Внимание мое опять переключилось на тело пленного первенца прадора — одного из жутких детишек нашего врага. Оно лежало передо мной возле выдолбленного в скале дота. Ноги, руки–манипуляторы и клешни прадора валялись кучкой в нескольких шагах от туши, за нашей большой автопушкой. Я вскрыл панцирь, откинул его на хрящах, точно крышку пустой жестянки, и продолжил копаться в потрохах, отбрасывая прочь всякую липкую дрянь, пока не добрался до главного нервного узла — или мозга. Он угнездился в центре обызвествленного кольца какого–то сосуда. Достав хирургический молоток, я ударил посильнее, ломая капсулу. Первенец зашипел, забулькал, и я почувствовал, как культяпки отрубленных жвал жалко задергались возле моей ноги. И все–таки, хотя я и понимал, что это существо сделало бы со мной, не лиши мы его подвижности, собственные действия казались мне отвратительными.
— Где? — спросил Гидеон.
— Что «где»?
— Где ты видел спрута?
— В аквариуме на Земле.
— Никогда там не бывал, — презрительно бросил он. — И никогда не жаждал побывать.
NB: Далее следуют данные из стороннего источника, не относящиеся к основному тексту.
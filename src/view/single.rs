use crate::primitives::Absent;
use crate::sequence::{Sequence, SizedSequence};

use super::repeat::RepeatCursor;

/// A sequence of exactly one owned value.
#[derive(Debug, Clone, Copy, PartialEq, Eq)]
pub struct Single<T> {
    value: T,
}

#[inline]
pub fn single<T: Clone>(value: T) -> Single<T> {
    Single { value }
}

impl<T> Single<T> {
    #[inline]
    pub fn get(&self) -> &T {
        &self.value
    }

    #[inline]
    pub fn into_inner(self) -> T {
        self.value
    }
}

impl<T: Clone> Sequence for Single<T> {
    type Cursor = RepeatCursor<T>;
    type Sentinel = RepeatCursor<T>;
    type Borrowed = Absent;

    #[inline]
    fn start(&self) -> RepeatCursor<T> {
        RepeatCursor::new(self.value.clone(), 0)
    }

    #[inline]
    fn end(&self) -> RepeatCursor<T> {
        RepeatCursor::new(self.value.clone(), 1)
    }
}

impl<T: Clone> SizedSequence for Single<T> {
    #[inline]
    fn size(&self) -> usize {
        1
    }
}
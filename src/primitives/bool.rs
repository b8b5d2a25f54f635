//! Type-level boolean logic.
//!
//! Core types: `Present` (true), `Absent` (false), `Bool` trait.
//! Sequences use these to carry their borrow-safety classification.

/// Type-level boolean.
pub trait Bool: 'static {
    const VALUE: bool;

    /// Type-level conditional: If<Then, Else> (General Type Selector)
    type If<Then, Else>;

    /// Logical AND
    type And<Other: Bool>: Bool;

    /// Value-level counterpart of `If`.
    ///
    /// `Present` keeps `then`; `Absent` discards it and builds the
    /// replacement from `otherwise`.
    fn select<Then, Else>(then: Then, otherwise: impl FnOnce() -> Else) -> Self::If<Then, Else>;
}

/// Type-level True.
#[derive(Debug, Clone, Copy, Default, PartialEq, Eq)]
pub struct Present;

/// Type-level False.
#[derive(Debug, Clone, Copy, Default, PartialEq, Eq)]
pub struct Absent;

impl Bool for Present {
    const VALUE: bool = true;
    type If<Then, Else> = Then;

    type And<Other: Bool> = Other;

    #[inline(always)]
    fn select<Then, Else>(then: Then, _otherwise: impl FnOnce() -> Else) -> Then {
        then
    }
}

impl Bool for Absent {
    const VALUE: bool = false;
    type If<Then, Else> = Else;

    type And<Other: Bool> = Absent;

    #[inline(always)]
    fn select<Then, Else>(_then: Then, otherwise: impl FnOnce() -> Else) -> Else {
        otherwise()
    }
}

#[cfg(test)]
mod tests {
    use super::*;

    #[test]
    fn test_logic_tables() {
        assert!(<<Present as Bool>::And<Present> as Bool>::VALUE);
        assert!(!<<Present as Bool>::And<Absent> as Bool>::VALUE);
        assert!(!<<Absent as Bool>::And<Present> as Bool>::VALUE);
        assert!(!<<Absent as Bool>::And<Absent> as Bool>::VALUE);
    }

    #[test]
    fn test_select_keeps_or_replaces() {
        let kept: u8 = Present::select(7u8, || "gone");
        let replaced: &str = Absent::select(7u8, || "gone");
        assert_eq!(kept, 7);
        assert_eq!(replaced, "gone");

        let _: <Present as Bool>::If<u8, ()> = 1u8;
    }
}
Похоже, он пытался отвлечься, и будь на его месте кто–то другой, я бы предположил, что он не желает думать о том, что я делаю. Однако Гидеон и все его люди давно сражались с прадорами, и какая–либо брезгливость в отношении биошпионажа у них начисто атрофировалась. Когда враг расположен не только убить, но и сожрать тебя, быстро отбрасываешь любые правила и формальности. Вот бы и мне так.
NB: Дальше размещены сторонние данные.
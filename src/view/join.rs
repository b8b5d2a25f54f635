//! Flatten a sequence of sequences.

use crate::cursor::{
    BidirectionalCursor, Cursor, DefaultSentinel, ForwardCursor, IndirectlySwappable, Readable,
    Sentinel, WeaklyIncrementable, Writable, next_to,
};
use crate::primitives::Bool;
use crate::sequence::Sequence;

/// The elements of every inner sequence of `base`, one after another.
///
/// Empty inner sequences contribute nothing. Forward when both levels are
/// forward, bidirectional when both are bidirectional. Borrowed only when
/// both the outer sequence and the inner sequences are.
#[derive(Debug, Clone, Copy)]
pub struct Join<R> {
    base: R,
}

#[inline]
pub fn join<R>(base: R) -> Join<R>
where
    R: Sequence<Cursor: Readable<Item: Sequence>>,
{
    Join { base }
}

impl<R> Join<R> {
    #[inline]
    pub fn base(&self) -> &R {
        &self.base
    }
}

/// Cursor of [`Join`].
///
/// `inner` holds the position in the current inner sequence together with
/// that sequence's end; it is `None` only once the outer cursor is done.
#[derive(Debug, Clone)]
pub struct JoinCursor<O, OS, C, CS> {
    outer: O,
    outer_end: OS,
    inner: Option<(C, CS)>,
}

impl<O, OS, C, CS> JoinCursor<O, OS, C, CS>
where
    O: Cursor + Readable<Item: Sequence<Cursor = C, Sentinel = CS>>,
    OS: Sentinel<O>,
    C: Cursor,
    CS: Sentinel<C>,
{
    /// Settle on the first element at or after the outer position.
    fn satisfy(&mut self) {
        while !self.outer_end.is_end(&self.outer) {
            let seq = self.outer.read();
            let (first, last) = (seq.start(), seq.end());
            if !last.is_end(&first) {
                self.inner = Some((first, last));
                return;
            }
            self.outer.advance();
        }
        self.inner = None;
    }
}

impl<O: PartialEq, OS, C: PartialEq, CS> PartialEq for JoinCursor<O, OS, C, CS> {
    fn eq(&self, other: &Self) -> bool {
        self.outer == other.outer
            && match (&self.inner, &other.inner) {
                (Some((a, _)), Some((b, _))) => a == b,
                (None, None) => true,
                _ => false,
            }
    }
}

impl<O, OS, C, CS> WeaklyIncrementable for JoinCursor<O, OS, C, CS>
where
    O: Cursor + Readable<Item: Sequence<Cursor = C, Sentinel = CS>>,
    OS: Sentinel<O>,
    C: Cursor,
    CS: Sentinel<C>,
{
    fn advance(&mut self) {
        let exhausted = match &mut self.inner {
            Some((cursor, last)) => {
                cursor.advance();
                last.is_end(cursor)
            }
            None => false,
        };
        if exhausted {
            self.outer.advance();
            self.satisfy();
        }
    }
}

impl<O, OS, C: Readable, CS> Readable for JoinCursor<O, OS, C, CS> {
    type Item = C::Item;

    fn read(&self) -> C::Item {
        match &self.inner {
            Some((cursor, _)) => cursor.read(),
            None => panic!("read past the end of a joined sequence"),
        }
    }
}

impl<O, OS, C: Writable<T>, CS, T> Writable<T> for JoinCursor<O, OS, C, CS> {
    fn write(&mut self, value: T) {
        match &mut self.inner {
            Some((cursor, _)) => cursor.write(value),
            None => panic!("write past the end of a joined sequence"),
        }
    }
}

impl<O, OS, C: IndirectlySwappable, CS> IndirectlySwappable for JoinCursor<O, OS, C, CS> {
    fn swap_with(&mut self, other: &mut Self) {
        match (&mut self.inner, &mut other.inner) {
            (Some((a, _)), Some((b, _))) => a.swap_with(b),
            _ => panic!("swap past the end of a joined sequence"),
        }
    }
}

impl<O, OS, C, CS> ForwardCursor for JoinCursor<O, OS, C, CS>
where
    O: ForwardCursor + Readable<Item: Sequence<Cursor = C, Sentinel = CS>>,
    OS: Sentinel<O> + Clone,
    C: ForwardCursor,
    CS: Sentinel<C> + Clone,
{
}

impl<O, OS, C, CS> BidirectionalCursor for JoinCursor<O, OS, C, CS>
where
    O: BidirectionalCursor + Readable<Item: Sequence<Cursor = C, Sentinel = CS>>,
    OS: Sentinel<O> + Clone,
    C: BidirectionalCursor,
    CS: Sentinel<C> + Clone,
{
    fn retreat(&mut self) {
        let at_inner_start = match &self.inner {
            Some((cursor, _)) => *cursor == self.outer.read().start(),
            None => true,
        };
        if !at_inner_start {
            if let Some((cursor, _)) = &mut self.inner {
                cursor.retreat();
            }
            return;
        }
        loop {
            self.outer.retreat();
            let seq = self.outer.read();
            let (first, last) = (seq.start(), seq.end());
            let mut cursor = next_to(first.clone(), last.clone());
            if cursor != first {
                cursor.retreat();
                self.inner = Some((cursor, last));
                return;
            }
        }
    }
}

impl<O, OS, C, CS> Sentinel<JoinCursor<O, OS, C, CS>> for DefaultSentinel
where
    O: Cursor + Readable<Item: Sequence<Cursor = C, Sentinel = CS>>,
    OS: Sentinel<O>,
    C: Cursor,
    CS: Sentinel<C>,
{
    #[inline]
    fn is_end(&self, cursor: &JoinCursor<O, OS, C, CS>) -> bool {
        cursor.outer_end.is_end(&cursor.outer)
    }
}

impl<R, Q> Sequence for Join<R>
where
    R: Sequence<Cursor: Readable<Item = Q>, Sentinel: Clone>,
    Q: Sequence,
{
    type Cursor = JoinCursor<R::Cursor, R::Sentinel, Q::Cursor, Q::Sentinel>;
    type Sentinel = DefaultSentinel;
    type Borrowed = <R::Borrowed as Bool>::And<Q::Borrowed>;

    fn start(&self) -> Self::Cursor {
        let mut cursor = JoinCursor {
            outer: self.base.start(),
            outer_end: self.base.end(),
            inner: None,
        };
        cursor.satisfy();
        cursor
    }

    #[inline]
    fn end(&self) -> DefaultSentinel {
        DefaultSentinel
    }
}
Наконец, основательно надломив оболочку мозга, я выбрал из своих неуклонно сокращающихся запасов допросный имплантат — начиненный нанотроникой блок, похожий на стальной дверной клин, — и вставил его в нужное место. Прадор опять задергался, зашипел, и из его ножных лунок прыснули струйки зеленой крови.
Я отвернулся, ощутив слабый толчок, и заметил спрутоножку, метнувшую в меня ядовитую иглу. То ли съесть меня захотела, то ли поиметь. Молния прошила сумрак — и спрутоножка взорвалась, точно яйцо в микроволновке. Одна из наших пушек — «комариков» выдвинула хоботок, ее камуфлированный корпус мелко дрожал.
— Не так уж они и не похожи, — сказал я.
— Что?
Я показал на дымящиеся останки спрутоножки:
— Эти выглядят почти совсем как земные спруты, хотя те, что с Земли, живут в воде, и некоторые виды покрупнее будут.
— А они стреляют ядовитыми иглами? — поинтересовался Гидеон.
Я покачал головой.
— У них нет ни трехспиральной ДНК, ни трех глаз.
Гидеон фыркнул и повернулся к прадору:
— Ну и долго нам теперь ждать ответов?
— Пару минут, но многого не обещаю.
Гидеон посмотрел туда, откуда мы пришли, — на горы, превратившиеся сейчас в силуэты на фоне далекого обода Лайденской Клоаки. Около восьми тысяч человек из дивизии Бернерса стояли там укрепленным лагерем. Если прадоры в этом мире решат пойти в наступление, то нас скрутят, и быстро. Но сто тысяч окруживших нас прадоров просто окопались — и ждут. Бернерс считает, что ждут они результата бушующей в вышине звездной битвы, превращающей порой ночь в день и сотрясающей планету, когда падает какой–нибудь гигантский обломок. К тому же проносящиеся мимо ударные корабли Государства совсем рядом, чтобы помочь нам — сбросить, к примеру, начиненные шрапнелью снаряды и разметать и без того рассредоточенные силы прадоров. Еще Бернерс заявляет, что, кто бы ни выиграл бой за контроль над ближним космосом, он завладеет этим миром и быстренько уничтожит противника на планете — с орбиты. Но я с ним не согласен.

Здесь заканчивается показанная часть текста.